*What you should do*:
Give back each line of the material that contains the word "Vision".

---- Dataset

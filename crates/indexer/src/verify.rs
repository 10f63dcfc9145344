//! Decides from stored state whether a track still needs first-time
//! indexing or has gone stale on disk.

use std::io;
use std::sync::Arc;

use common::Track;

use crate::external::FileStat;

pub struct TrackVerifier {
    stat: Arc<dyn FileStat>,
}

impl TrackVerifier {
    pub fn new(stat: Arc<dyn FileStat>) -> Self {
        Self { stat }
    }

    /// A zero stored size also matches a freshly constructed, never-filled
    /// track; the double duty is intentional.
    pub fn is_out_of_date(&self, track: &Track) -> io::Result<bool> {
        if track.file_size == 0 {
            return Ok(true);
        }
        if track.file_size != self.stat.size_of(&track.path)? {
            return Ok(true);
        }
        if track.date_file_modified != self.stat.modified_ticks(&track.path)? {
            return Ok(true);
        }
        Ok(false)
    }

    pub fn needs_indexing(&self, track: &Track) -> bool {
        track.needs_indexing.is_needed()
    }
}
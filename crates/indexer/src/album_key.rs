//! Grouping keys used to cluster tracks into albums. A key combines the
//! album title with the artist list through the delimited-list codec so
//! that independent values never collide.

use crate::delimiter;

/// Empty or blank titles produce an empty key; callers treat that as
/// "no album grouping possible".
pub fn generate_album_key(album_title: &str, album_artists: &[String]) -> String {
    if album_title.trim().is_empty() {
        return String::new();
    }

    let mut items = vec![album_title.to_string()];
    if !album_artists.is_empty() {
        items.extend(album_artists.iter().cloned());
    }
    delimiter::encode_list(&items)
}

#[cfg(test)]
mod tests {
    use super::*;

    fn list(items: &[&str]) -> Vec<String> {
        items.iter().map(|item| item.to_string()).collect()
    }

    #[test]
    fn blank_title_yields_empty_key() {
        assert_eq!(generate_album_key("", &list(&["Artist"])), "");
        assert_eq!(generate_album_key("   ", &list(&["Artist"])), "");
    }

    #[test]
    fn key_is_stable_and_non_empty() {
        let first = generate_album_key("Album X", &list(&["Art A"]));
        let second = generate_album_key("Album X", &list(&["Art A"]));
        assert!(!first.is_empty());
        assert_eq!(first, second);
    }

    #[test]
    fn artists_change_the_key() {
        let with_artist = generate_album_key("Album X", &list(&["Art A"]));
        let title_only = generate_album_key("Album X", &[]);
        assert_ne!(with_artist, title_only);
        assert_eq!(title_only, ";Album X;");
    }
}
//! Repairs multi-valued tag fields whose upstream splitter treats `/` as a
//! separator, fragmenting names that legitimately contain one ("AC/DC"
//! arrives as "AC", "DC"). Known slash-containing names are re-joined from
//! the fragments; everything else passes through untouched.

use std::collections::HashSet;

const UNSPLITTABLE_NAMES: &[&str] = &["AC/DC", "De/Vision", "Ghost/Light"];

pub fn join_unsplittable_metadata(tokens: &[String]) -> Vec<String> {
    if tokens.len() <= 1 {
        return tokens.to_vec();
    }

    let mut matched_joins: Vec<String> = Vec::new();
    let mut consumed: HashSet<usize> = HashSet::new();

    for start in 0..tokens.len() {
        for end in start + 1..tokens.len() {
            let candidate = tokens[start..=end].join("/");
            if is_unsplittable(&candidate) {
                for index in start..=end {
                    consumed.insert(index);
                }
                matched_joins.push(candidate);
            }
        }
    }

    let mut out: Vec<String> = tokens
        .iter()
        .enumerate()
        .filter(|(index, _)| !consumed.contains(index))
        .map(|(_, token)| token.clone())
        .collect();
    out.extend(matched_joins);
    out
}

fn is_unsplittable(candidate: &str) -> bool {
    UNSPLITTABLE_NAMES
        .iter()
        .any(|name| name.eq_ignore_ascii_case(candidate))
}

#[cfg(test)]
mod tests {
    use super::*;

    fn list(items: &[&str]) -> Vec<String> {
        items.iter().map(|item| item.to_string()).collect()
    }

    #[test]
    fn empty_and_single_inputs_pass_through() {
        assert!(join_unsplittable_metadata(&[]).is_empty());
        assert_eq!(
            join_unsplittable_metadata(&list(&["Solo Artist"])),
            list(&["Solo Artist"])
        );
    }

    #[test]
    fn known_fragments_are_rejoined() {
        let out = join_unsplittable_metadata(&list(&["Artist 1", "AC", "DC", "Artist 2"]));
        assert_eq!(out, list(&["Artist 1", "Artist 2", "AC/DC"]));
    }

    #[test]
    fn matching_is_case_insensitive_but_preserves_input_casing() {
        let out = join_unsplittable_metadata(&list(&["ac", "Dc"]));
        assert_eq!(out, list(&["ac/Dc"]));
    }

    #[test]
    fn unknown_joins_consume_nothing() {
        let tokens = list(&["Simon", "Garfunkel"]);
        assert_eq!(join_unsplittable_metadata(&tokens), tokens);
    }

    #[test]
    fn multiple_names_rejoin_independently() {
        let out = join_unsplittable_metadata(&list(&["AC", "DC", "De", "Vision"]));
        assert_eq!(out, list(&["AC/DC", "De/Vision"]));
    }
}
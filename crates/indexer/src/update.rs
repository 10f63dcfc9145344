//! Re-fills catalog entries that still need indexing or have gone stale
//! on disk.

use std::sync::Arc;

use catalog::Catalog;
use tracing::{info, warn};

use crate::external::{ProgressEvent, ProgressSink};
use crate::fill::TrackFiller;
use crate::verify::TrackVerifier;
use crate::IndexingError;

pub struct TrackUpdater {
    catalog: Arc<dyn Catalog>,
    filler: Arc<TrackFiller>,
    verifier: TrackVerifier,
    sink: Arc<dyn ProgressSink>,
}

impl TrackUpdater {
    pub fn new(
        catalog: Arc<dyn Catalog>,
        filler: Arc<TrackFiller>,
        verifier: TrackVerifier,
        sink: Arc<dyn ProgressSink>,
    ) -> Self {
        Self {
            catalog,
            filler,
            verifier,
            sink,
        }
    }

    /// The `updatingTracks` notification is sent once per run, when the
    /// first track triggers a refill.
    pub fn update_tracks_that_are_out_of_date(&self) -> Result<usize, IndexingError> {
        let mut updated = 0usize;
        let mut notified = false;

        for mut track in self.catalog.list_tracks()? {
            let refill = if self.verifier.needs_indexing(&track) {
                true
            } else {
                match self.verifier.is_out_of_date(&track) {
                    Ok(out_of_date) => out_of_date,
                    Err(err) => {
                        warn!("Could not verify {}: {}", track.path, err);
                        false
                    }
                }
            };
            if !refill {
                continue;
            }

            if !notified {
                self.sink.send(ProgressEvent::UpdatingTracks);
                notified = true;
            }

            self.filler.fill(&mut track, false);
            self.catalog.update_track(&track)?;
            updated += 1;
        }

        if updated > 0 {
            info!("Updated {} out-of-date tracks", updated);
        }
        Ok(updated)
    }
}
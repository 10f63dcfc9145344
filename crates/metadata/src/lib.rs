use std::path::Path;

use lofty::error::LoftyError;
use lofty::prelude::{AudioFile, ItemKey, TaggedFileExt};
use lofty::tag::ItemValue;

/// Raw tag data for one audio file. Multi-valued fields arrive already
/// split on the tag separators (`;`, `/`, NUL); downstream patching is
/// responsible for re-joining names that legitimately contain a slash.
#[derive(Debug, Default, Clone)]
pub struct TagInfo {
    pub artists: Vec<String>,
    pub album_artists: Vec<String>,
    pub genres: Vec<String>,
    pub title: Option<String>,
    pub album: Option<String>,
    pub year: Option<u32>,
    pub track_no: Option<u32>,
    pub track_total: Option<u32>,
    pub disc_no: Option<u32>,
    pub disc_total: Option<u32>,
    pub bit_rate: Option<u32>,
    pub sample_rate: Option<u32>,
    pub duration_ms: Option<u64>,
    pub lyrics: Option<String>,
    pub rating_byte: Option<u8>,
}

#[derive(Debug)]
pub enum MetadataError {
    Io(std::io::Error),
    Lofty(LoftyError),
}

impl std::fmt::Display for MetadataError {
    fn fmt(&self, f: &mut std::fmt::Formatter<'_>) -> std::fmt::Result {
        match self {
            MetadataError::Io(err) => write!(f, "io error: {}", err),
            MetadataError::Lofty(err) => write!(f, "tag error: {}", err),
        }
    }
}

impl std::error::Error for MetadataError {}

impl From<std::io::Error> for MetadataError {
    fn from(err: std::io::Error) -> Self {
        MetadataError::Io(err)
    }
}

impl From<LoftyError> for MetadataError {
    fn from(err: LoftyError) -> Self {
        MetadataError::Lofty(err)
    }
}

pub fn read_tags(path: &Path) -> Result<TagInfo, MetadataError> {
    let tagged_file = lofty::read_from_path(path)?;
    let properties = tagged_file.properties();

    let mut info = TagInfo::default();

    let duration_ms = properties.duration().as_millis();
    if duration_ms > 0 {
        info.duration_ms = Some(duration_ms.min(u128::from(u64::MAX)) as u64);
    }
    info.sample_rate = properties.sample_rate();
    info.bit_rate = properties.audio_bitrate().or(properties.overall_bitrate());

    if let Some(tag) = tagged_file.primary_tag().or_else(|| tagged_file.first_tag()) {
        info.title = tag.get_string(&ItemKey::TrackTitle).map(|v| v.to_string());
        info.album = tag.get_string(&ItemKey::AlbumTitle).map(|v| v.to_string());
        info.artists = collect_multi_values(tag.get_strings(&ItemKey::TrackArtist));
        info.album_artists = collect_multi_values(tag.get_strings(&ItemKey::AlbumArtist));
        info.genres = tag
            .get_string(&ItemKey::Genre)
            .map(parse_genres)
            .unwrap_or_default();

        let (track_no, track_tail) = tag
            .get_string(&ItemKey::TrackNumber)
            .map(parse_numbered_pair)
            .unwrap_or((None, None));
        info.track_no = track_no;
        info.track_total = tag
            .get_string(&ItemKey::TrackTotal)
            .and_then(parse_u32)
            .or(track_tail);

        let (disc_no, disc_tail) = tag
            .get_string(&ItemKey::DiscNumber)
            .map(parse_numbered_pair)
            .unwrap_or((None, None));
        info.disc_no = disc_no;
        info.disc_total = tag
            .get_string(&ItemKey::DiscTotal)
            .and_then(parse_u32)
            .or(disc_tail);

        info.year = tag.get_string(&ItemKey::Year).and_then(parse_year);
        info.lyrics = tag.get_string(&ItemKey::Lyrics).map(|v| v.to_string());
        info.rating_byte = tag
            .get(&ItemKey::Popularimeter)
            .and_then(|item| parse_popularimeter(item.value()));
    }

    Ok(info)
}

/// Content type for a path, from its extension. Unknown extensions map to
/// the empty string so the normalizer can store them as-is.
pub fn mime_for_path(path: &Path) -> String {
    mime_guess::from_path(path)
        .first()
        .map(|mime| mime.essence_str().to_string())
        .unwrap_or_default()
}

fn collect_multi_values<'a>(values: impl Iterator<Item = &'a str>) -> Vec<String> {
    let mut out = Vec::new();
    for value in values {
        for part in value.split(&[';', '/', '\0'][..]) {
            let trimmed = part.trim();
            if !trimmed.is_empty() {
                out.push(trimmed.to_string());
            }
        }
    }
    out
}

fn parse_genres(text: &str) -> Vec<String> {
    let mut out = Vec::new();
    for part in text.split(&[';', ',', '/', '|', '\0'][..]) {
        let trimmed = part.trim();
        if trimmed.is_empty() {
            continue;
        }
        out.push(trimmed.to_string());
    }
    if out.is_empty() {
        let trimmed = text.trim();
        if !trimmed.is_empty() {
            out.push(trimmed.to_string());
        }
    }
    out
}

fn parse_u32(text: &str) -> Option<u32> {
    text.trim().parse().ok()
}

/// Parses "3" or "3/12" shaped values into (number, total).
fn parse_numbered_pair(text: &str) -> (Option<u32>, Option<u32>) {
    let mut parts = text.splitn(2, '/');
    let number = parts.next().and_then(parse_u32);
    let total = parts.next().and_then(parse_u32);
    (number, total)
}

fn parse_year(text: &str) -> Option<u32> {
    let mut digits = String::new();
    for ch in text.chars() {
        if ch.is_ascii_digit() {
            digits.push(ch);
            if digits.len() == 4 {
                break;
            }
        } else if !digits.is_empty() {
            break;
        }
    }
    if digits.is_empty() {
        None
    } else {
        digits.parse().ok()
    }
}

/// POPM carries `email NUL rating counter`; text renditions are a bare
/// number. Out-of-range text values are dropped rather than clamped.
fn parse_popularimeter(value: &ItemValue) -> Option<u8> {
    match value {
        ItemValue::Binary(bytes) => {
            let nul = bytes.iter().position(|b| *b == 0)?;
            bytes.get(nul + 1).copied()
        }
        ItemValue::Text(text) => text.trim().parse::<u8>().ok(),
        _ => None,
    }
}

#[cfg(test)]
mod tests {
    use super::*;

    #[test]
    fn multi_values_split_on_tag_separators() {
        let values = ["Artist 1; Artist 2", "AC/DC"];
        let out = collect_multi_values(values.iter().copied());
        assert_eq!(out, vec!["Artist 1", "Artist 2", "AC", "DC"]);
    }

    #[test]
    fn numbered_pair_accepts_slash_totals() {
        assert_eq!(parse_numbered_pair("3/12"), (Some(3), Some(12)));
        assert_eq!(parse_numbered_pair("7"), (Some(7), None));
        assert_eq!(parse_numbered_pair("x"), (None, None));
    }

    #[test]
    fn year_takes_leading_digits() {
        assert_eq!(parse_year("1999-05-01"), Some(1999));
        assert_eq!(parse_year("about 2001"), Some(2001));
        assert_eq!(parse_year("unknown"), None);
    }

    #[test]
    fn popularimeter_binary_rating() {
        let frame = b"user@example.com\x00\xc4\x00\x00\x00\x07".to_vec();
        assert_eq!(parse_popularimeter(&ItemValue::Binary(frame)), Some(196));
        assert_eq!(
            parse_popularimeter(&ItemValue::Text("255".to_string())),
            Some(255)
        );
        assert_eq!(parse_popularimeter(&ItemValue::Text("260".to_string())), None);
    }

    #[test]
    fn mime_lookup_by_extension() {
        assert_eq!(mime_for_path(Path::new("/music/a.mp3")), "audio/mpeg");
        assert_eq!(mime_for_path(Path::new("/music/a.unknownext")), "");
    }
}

--------

*Expected output*:
const UNSPLITTABLE_NAMES: &[&str] = &["AC/DC", "De/Vision", "Ghost/Light"];
        let out = join_unsplittable_metadata(&list(&["AC", "DC", "De", "Vision"]));
        assert_eq!(out, list(&["AC/DC", "De/Vision"]));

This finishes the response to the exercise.